> **Work order**: Please find every line in the entries below that contains the string "only", and copy it.

[Stored data entries]
________

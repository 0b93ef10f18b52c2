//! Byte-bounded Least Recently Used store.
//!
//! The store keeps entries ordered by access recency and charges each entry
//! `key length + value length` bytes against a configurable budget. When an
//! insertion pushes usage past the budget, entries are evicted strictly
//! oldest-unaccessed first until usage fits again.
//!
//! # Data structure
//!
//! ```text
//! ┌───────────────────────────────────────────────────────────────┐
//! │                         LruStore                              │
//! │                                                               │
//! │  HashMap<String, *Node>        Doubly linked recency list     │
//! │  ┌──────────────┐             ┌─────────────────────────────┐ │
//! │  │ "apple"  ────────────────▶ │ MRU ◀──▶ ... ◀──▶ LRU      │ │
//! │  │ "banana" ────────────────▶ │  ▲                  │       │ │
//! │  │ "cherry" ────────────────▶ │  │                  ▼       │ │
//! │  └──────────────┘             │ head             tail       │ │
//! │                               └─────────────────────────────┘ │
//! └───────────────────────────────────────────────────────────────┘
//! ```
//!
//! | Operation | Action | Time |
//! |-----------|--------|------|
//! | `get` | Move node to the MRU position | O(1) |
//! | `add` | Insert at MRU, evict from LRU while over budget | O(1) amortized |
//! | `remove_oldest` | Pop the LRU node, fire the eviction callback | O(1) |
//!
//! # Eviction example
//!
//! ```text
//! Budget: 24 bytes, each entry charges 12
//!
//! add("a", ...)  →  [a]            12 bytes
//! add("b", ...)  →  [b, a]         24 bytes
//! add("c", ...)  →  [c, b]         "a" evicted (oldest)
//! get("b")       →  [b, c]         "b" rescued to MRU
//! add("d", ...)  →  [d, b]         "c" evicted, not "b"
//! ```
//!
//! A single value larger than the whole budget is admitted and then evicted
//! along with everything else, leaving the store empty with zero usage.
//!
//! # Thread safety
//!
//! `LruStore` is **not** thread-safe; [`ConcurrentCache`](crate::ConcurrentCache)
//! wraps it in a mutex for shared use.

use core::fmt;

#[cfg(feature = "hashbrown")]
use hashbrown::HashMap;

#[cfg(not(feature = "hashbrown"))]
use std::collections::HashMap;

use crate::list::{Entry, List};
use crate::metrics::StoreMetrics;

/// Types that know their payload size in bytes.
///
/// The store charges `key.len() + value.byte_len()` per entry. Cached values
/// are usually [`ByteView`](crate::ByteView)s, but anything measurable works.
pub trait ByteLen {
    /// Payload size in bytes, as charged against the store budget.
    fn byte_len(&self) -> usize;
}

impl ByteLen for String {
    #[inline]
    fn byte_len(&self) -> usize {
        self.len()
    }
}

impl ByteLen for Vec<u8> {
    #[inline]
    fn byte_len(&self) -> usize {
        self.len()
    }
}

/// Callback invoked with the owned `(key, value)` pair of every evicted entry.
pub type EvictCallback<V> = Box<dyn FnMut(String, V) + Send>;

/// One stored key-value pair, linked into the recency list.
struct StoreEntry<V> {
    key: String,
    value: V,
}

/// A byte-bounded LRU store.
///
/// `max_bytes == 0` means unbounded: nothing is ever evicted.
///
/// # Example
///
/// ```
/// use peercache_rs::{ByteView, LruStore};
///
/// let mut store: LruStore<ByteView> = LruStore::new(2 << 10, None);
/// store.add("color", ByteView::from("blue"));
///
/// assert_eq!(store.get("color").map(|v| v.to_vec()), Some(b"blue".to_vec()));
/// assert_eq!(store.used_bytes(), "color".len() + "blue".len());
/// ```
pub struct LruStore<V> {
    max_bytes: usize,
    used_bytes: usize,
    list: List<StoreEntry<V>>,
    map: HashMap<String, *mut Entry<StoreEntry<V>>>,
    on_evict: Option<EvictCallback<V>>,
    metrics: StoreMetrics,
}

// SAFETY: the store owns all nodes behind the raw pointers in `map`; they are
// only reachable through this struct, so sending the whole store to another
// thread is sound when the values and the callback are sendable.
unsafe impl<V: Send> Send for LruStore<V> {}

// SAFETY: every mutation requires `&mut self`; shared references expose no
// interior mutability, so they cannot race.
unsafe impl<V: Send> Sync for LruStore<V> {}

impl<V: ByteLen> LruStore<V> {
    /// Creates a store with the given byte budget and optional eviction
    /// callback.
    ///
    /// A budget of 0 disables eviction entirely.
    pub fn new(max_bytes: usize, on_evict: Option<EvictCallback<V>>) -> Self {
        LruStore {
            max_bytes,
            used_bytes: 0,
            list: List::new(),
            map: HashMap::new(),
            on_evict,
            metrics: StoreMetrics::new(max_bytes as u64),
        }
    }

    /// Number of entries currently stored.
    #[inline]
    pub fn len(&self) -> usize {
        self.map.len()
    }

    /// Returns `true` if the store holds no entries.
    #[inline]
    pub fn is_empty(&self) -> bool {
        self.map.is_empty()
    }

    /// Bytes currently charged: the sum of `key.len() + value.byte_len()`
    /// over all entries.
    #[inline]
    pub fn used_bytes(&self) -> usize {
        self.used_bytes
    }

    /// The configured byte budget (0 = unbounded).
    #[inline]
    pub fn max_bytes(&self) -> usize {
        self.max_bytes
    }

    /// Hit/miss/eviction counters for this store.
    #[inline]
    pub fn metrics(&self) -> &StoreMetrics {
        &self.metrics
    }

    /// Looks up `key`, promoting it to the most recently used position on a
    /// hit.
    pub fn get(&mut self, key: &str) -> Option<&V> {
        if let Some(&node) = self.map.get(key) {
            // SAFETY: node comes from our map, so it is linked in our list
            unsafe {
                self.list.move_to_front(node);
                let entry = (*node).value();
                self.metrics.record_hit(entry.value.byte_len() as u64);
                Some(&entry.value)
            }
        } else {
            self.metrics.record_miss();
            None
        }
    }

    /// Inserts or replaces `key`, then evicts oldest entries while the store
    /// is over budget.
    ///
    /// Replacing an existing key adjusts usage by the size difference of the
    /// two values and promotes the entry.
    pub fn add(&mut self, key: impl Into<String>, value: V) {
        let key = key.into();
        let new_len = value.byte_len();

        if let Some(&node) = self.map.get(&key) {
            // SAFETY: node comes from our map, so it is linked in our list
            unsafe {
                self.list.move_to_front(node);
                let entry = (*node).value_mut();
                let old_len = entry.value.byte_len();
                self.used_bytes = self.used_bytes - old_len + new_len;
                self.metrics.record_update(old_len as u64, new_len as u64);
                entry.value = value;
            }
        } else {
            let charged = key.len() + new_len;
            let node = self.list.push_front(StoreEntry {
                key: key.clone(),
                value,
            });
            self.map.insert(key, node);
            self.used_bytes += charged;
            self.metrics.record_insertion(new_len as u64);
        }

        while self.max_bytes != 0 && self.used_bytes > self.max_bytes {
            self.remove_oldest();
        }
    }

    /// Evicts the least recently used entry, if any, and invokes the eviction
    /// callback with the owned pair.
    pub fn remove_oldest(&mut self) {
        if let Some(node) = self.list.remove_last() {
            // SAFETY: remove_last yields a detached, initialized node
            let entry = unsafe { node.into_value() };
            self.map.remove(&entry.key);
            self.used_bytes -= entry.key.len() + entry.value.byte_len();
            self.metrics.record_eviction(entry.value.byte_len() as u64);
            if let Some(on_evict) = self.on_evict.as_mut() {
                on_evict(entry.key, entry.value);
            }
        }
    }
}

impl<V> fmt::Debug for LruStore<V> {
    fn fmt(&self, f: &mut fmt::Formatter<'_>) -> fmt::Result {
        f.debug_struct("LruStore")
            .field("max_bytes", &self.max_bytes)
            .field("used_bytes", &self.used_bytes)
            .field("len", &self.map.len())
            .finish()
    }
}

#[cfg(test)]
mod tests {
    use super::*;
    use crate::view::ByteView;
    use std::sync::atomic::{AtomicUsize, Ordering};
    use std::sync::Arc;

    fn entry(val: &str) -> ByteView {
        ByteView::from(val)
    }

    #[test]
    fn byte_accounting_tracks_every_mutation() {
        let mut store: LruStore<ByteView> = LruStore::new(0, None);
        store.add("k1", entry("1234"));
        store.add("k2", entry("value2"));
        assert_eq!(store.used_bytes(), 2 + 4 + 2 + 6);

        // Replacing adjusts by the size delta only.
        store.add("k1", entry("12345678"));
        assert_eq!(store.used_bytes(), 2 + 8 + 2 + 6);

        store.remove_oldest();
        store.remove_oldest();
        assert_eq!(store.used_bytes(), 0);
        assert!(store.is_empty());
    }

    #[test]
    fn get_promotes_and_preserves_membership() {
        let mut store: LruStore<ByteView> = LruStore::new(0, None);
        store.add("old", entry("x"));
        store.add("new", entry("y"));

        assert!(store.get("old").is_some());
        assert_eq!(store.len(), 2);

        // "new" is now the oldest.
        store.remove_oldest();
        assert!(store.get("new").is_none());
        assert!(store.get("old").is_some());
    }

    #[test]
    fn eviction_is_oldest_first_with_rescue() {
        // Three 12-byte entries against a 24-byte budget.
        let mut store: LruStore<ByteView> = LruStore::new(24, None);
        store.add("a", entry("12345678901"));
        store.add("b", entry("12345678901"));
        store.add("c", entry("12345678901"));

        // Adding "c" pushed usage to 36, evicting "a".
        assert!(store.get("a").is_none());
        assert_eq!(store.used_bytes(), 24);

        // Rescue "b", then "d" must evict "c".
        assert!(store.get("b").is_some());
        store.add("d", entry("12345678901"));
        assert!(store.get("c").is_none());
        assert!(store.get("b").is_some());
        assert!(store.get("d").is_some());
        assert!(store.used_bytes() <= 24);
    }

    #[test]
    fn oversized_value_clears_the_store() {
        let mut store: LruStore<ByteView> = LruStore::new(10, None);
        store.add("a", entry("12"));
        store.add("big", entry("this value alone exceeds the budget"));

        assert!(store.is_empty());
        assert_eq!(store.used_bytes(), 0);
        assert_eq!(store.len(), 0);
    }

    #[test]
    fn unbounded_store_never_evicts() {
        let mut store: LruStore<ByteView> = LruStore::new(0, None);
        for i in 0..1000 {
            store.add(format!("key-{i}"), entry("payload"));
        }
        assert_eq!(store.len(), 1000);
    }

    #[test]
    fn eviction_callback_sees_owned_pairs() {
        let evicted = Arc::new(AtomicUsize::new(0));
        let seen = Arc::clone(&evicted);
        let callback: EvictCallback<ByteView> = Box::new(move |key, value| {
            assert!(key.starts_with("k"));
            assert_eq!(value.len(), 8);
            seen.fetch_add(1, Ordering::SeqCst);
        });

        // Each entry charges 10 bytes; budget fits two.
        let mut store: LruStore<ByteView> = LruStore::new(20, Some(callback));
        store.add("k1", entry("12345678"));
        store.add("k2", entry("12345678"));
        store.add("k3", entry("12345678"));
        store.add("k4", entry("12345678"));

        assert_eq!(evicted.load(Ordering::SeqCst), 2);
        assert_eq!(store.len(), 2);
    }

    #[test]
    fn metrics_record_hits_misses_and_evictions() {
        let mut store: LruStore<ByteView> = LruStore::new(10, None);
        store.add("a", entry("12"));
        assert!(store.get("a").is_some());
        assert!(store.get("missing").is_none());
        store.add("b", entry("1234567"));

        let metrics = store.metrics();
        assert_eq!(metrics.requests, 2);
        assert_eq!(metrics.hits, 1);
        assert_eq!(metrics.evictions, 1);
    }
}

________

> **Exercise output**:
// only reachable through this struct, so sending the whole store to another
        // Replacing adjusts by the size delta only.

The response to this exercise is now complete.